The idea behind the IV is to randomize the cipher text so if you're not using IV, or using a constant IV, and encrypt "X", cipher text is "Y", you could easily reverse the cipher text into plain text, while with random IV the cipher text is different every time.
I'm trying to make an encryption-decryption app. I've got two classes - one with functions to generate the key, encrypt and decrypt, second one for JavaFX GUI. In the GUI class I've got 4 textareas: 1st to write text to encrypt, 2nd for encrypted text, 3rd for the key (String encodedKey = Base64.getEncoder().encodeToString(klucz.getEncoded());) and 4th for decrypted text.
The problem is, I am not able to decrypt the text.
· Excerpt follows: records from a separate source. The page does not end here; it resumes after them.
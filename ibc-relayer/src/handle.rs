//! Message-passing access to a chain.
//!
//! Each chain is served by its own runtime task. A [`ChainHandle`] turns
//! method calls into [`ChainRequest`]s and waits for the reply. The runtime
//! answers queries on separate tasks so they proceed in parallel, and
//! performs submissions in arrival order, one at a time.

use std::sync::Arc;

use ibc_core::channel::types::acknowledgement::Acknowledgement;
use ibc_core::channel::types::packet::Packet;
use ibc_core::client::types::Height;
use ibc_core::commitment_types::commitment::CommitmentPrefix;
use ibc_core::host::types::identifiers::{ChainId, ChannelId, ClientId, PortId, Sequence};
use ibc_core::host::types::path::Path;
use ibc_primitives::proto::Any;
use ibc_primitives::Signer;
use tokio::sync::{mpsc, oneshot};
use tokio::task::JoinHandle;
use tracing::{debug, trace};

use crate::chain::{Chain, ChainStatus, ClientInit, ProvenValue, TxResponse};
use crate::error::RelayerError;
use crate::signer::SigningContext;

type Reply<T> = oneshot::Sender<Result<T, RelayerError>>;

#[derive(Debug)]
pub enum ChainRequest {
    Status {
        reply: Reply<ChainStatus>,
    },
    CommitmentPrefix {
        reply: Reply<CommitmentPrefix>,
    },
    ClientLatestHeight {
        client_id: ClientId,
        reply: Reply<Height>,
    },
    ClientsTracking {
        chain_id: ChainId,
        reply: Reply<Vec<ClientId>>,
    },
    ClientInit {
        reply: Reply<ClientInit>,
    },
    Header {
        trusted_height: Height,
        target_height: Height,
        reply: Reply<Any>,
    },
    Proven {
        path: Path,
        height: Height,
        reply: Reply<ProvenValue>,
    },
    PendingPackets {
        port_id: PortId,
        channel_id: ChannelId,
        reply: Reply<Vec<Packet>>,
    },
    WrittenAck {
        port_id: PortId,
        channel_id: ChannelId,
        sequence: Sequence,
        reply: Reply<Option<Acknowledgement>>,
    },
    Submit {
        messages: Vec<Any>,
        reply: Reply<TxResponse>,
    },
}

/// Cheap to clone; all clones talk to the same runtime.
#[derive(Clone, Debug)]
pub struct ChainHandle {
    chain_id: ChainId,
    signer: Signer,
    sender: mpsc::UnboundedSender<ChainRequest>,
}

/// Starts the runtime of `chain`, which signs its submissions with
/// `signing`. The runtime stops once every handle is dropped.
pub fn spawn_chain_runtime<C: Chain>(
    chain: C,
    signing: SigningContext,
) -> (ChainHandle, JoinHandle<()>) {
    let (sender, receiver) = mpsc::unbounded_channel();
    let handle = ChainHandle {
        chain_id: chain.id(),
        signer: signing.signer(),
        sender,
    };
    let task = tokio::spawn(run(Arc::new(chain), signing, receiver));
    (handle, task)
}

async fn run<C: Chain>(
    chain: Arc<C>,
    signing: SigningContext,
    mut receiver: mpsc::UnboundedReceiver<ChainRequest>,
) {
    debug!(chain_id = %chain.id(), "chain runtime started");

    while let Some(request) = receiver.recv().await {
        match request {
            ChainRequest::Submit { messages, reply } => {
                trace!(chain_id = %chain.id(), messages = messages.len(), "submitting");
                // the receiver is gone if the caller was cancelled
                let _ = reply.send(chain.submit(&signing, messages).await);
            }
            query => {
                let chain = Arc::clone(&chain);
                tokio::spawn(async move { serve_query(chain.as_ref(), query).await });
            }
        }
    }

    debug!(chain_id = %chain.id(), "chain runtime stopped");
}

async fn serve_query<C: Chain>(chain: &C, request: ChainRequest) {
    // replies to dropped receivers are discarded
    match request {
        ChainRequest::Status { reply } => {
            let _ = reply.send(chain.query_status().await);
        }
        ChainRequest::CommitmentPrefix { reply } => {
            let _ = reply.send(chain.query_commitment_prefix().await);
        }
        ChainRequest::ClientLatestHeight { client_id, reply } => {
            let _ = reply.send(chain.query_client_latest_height(&client_id).await);
        }
        ChainRequest::ClientsTracking { chain_id, reply } => {
            let _ = reply.send(chain.query_clients_tracking(&chain_id).await);
        }
        ChainRequest::ClientInit { reply } => {
            let _ = reply.send(chain.query_client_init().await);
        }
        ChainRequest::Header {
            trusted_height,
            target_height,
            reply,
        } => {
            let _ = reply.send(chain.query_header(trusted_height, target_height).await);
        }
        ChainRequest::Proven {
            path,
            height,
            reply,
        } => {
            let _ = reply.send(chain.query_proven(path, height).await);
        }
        ChainRequest::PendingPackets {
            port_id,
            channel_id,
            reply,
        } => {
            let _ = reply.send(chain.query_pending_packets(&port_id, &channel_id).await);
        }
        ChainRequest::WrittenAck {
            port_id,
            channel_id,
            sequence,
            reply,
        } => {
            let _ = reply.send(
                chain
                    .query_written_ack(&port_id, &channel_id, sequence)
                    .await,
            );
        }
        ChainRequest::Submit { reply, .. } => {
            let _ = reply.send(Err(RelayerError::Submission {
                chain_id: chain.id(),
                description: "submissions are not served as queries".to_string(),
            }));
        }
    }
}

impl ChainHandle {
    pub fn id(&self) -> &ChainId {
        &self.chain_id
    }

    /// The signer of this chain's relayer key, as put into IBC messages.
    pub fn signer(&self) -> Signer {
        self.signer.clone()
    }

    async fn request<T>(
        &self,
        request: impl FnOnce(Reply<T>) -> ChainRequest,
    ) -> Result<T, RelayerError> {
        let closed = || RelayerError::ChannelClosed {
            chain_id: self.chain_id.clone(),
        };

        let (reply, response) = oneshot::channel();
        self.sender.send(request(reply)).map_err(|_| closed())?;
        response.await.map_err(|_| closed())?
    }

    pub async fn query_status(&self) -> Result<ChainStatus, RelayerError> {
        self.request(|reply| ChainRequest::Status { reply }).await
    }

    pub async fn query_commitment_prefix(&self) -> Result<CommitmentPrefix, RelayerError> {
        self.request(|reply| ChainRequest::CommitmentPrefix { reply })
            .await
    }

    pub async fn query_client_latest_height(
        &self,
        client_id: &ClientId,
    ) -> Result<Height, RelayerError> {
        self.request(|reply| ChainRequest::ClientLatestHeight {
            client_id: client_id.clone(),
            reply,
        })
        .await
    }

    pub async fn query_clients_tracking(
        &self,
        chain_id: &ChainId,
    ) -> Result<Vec<ClientId>, RelayerError> {
        self.request(|reply| ChainRequest::ClientsTracking {
            chain_id: chain_id.clone(),
            reply,
        })
        .await
    }

    pub async fn query_client_init(&self) -> Result<ClientInit, RelayerError> {
        self.request(|reply| ChainRequest::ClientInit { reply }).await
    }

    pub async fn query_header(
        &self,
        trusted_height: Height,
        target_height: Height,
    ) -> Result<Any, RelayerError> {
        self.request(|reply| ChainRequest::Header {
            trusted_height,
            target_height,
            reply,
        })
        .await
    }

    pub async fn query_proven(
        &self,
        path: impl Into<Path>,
        height: Height,
    ) -> Result<ProvenValue, RelayerError> {
        let path = path.into();
        self.request(|reply| ChainRequest::Proven {
            path,
            height,
            reply,
        })
        .await
    }

    pub async fn query_pending_packets(
        &self,
        port_id: &PortId,
        channel_id: &ChannelId,
    ) -> Result<Vec<Packet>, RelayerError> {
        self.request(|reply| ChainRequest::PendingPackets {
            port_id: port_id.clone(),
            channel_id: channel_id.clone(),
            reply,
        })
        .await
    }

    pub async fn query_written_ack(
        &self,
        port_id: &PortId,
        channel_id: &ChannelId,
        sequence: Sequence,
    ) -> Result<Option<Acknowledgement>, RelayerError> {
        self.request(|reply| ChainRequest::WrittenAck {
            port_id: port_id.clone(),
            channel_id: channel_id.clone(),
            sequence,
            reply,
        })
        .await
    }

    pub async fn submit(&self, messages: Vec<Any>) -> Result<TxResponse, RelayerError> {
        self.request(|reply| ChainRequest::Submit { messages, reply })
            .await
    }
}
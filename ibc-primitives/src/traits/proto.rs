use core::fmt::Display;

use ibc_proto::google::protobuf::Any;
use ibc_proto::Protobuf;

use crate::prelude::*;

/// Types that implement this trait are able to be converted to
/// a raw Protobuf `Any` type.
pub trait ToProto<P>: Protobuf<P>
where
    P: From<Self> + prost::Message + prost::Name + Default,
    <Self as TryFrom<P>>::Error: Display,
{
    fn type_url() -> String {
        P::type_url()
    }

    fn to_any(self) -> Any {
        Any {
            type_url: P::type_url(),
            value: self.encode_vec(),
        }
    }
}

impl<T, P> ToProto<P> for T
where
    T: Protobuf<P>,
    P: From<Self> + prost::Message + prost::Name + Default,
    <Self as TryFrom<P>>::Error: Display,
{
}

/// Convenient trait for converting types to a raw Protobuf `Vec<u8>`.
pub trait ToVec {
    fn to_vec(&self) -> Vec<u8>;
}

impl<T: prost::Message> ToVec for T {
    fn to_vec(&self) -> Vec<u8> {
        self.encode_to_vec()
    }
}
I'm trying to recreate the SecretKey like this:
String encodedKey = textAreaKey.getText();
byte[] decodedKey = Base64.getDecoder().decode(encodedKey);
SecretKey klucz = new SecretKeySpec(decodedKey, "DESede");
When I encrypt the key looks like this: com.sun.crypto.provider.DESedeKey#4f964d80 and when I try to recreate it: javax.crypto.spec.SecretKeySpec#4f964d80 and I'm getting javax.crypto.IllegalBlockSizeException: Input length must be multiple of 8 when decrypting with padded cipher
Here is my 1st class:
public class Encryption {
public static SecretKey generateKey() throws NoSuchAlgorithmException {
Security.addProvider(new com.sun.crypto.provider.SunJCE());
KeyGenerator keygen = KeyGenerator.getInstance("DESede");
keygen.init(168);
SecretKey klucz = keygen.generateKey();
return klucz;
}
static byte[] encrypt(byte[] plainTextByte, SecretKey klucz)
throws Exception {
Cipher cipher = Cipher.getInstance("DESede/ECB/PKCS5Padding");
cipher.init(Cipher.ENCRYPT_MODE, klucz);
byte[] encryptedBytes = cipher.doFinal(plainTextByte);
return encryptedBytes;
}
static byte[] decrypt(byte[] encryptedBytes, SecretKey klucz)
throws Exception {
Cipher cipher = Cipher.getInstance("DESede/ECB/PKCS5Padding");
cipher.init(Cipher.DECRYPT_MODE, klucz);
byte[] decryptedBytes = cipher.doFinal(encryptedBytes);
return decryptedBytes;
}
}
edit
btnEncrypt.setOnAction((ActionEvent event) -> {
try {
String plainText = textAreaToEncrypt.getText();
SecretKey klucz = Encryption.generateKey();
byte[] plainTextByte = plainText.getBytes();
byte[] encryptedBytes = Encryption.encrypt(plainTextByte, klucz);
String encryptedText = Base64.getEncoder().encodeToString(encryptedBytes);
textAreaEncryptedText.setText(encryptedText);
byte[] byteKey = klucz.getEncoded();
String stringKey = Base64.getEncoder().encodeToString(byteKey);
textAreaKey.setTextstringKey
} catch (Exception ex) {
ex.printStackTrace();
}
});
btnDecrypt.setOnAction((ActionEvent event) -> {
try {
String stringKey = textAreaKey.getText();
byte[] decodedKey = Base64.getDecoder().decode(encodedKey);
SecretKey klucz2 = new SecretKeySpec(decodedKey, "DESede");
String encryptedText = textAreaEncryptedText.getText();
byte[] encryptedBytes = Base64.getDecoder().decode(encryptedText.getBytes());
byte[] decryptedBytes = Encryption.decrypt(encryptedBytes, klucz2;
String decryptedText = Base64.getEncoder().encodeToString(decryptedBytes);
textAreaDecryptedText.setText(decryptedText);
} catch (Exception ex) {
ex.printStackTrace();
}
});
One of your problems is here:
String encryptedText = new String(encryptedBytes, "UTF8");
Generally, many byte sequences in cipher text are not valid UTF-8–encoded characters. When you try to create a String, this malformed sequences will be replaced with the "replacement character", and then information from the the cipher text is irretrievably lost. When you convert the String back to bytes and try to decrypt it, the corrupt cipher text raises an error.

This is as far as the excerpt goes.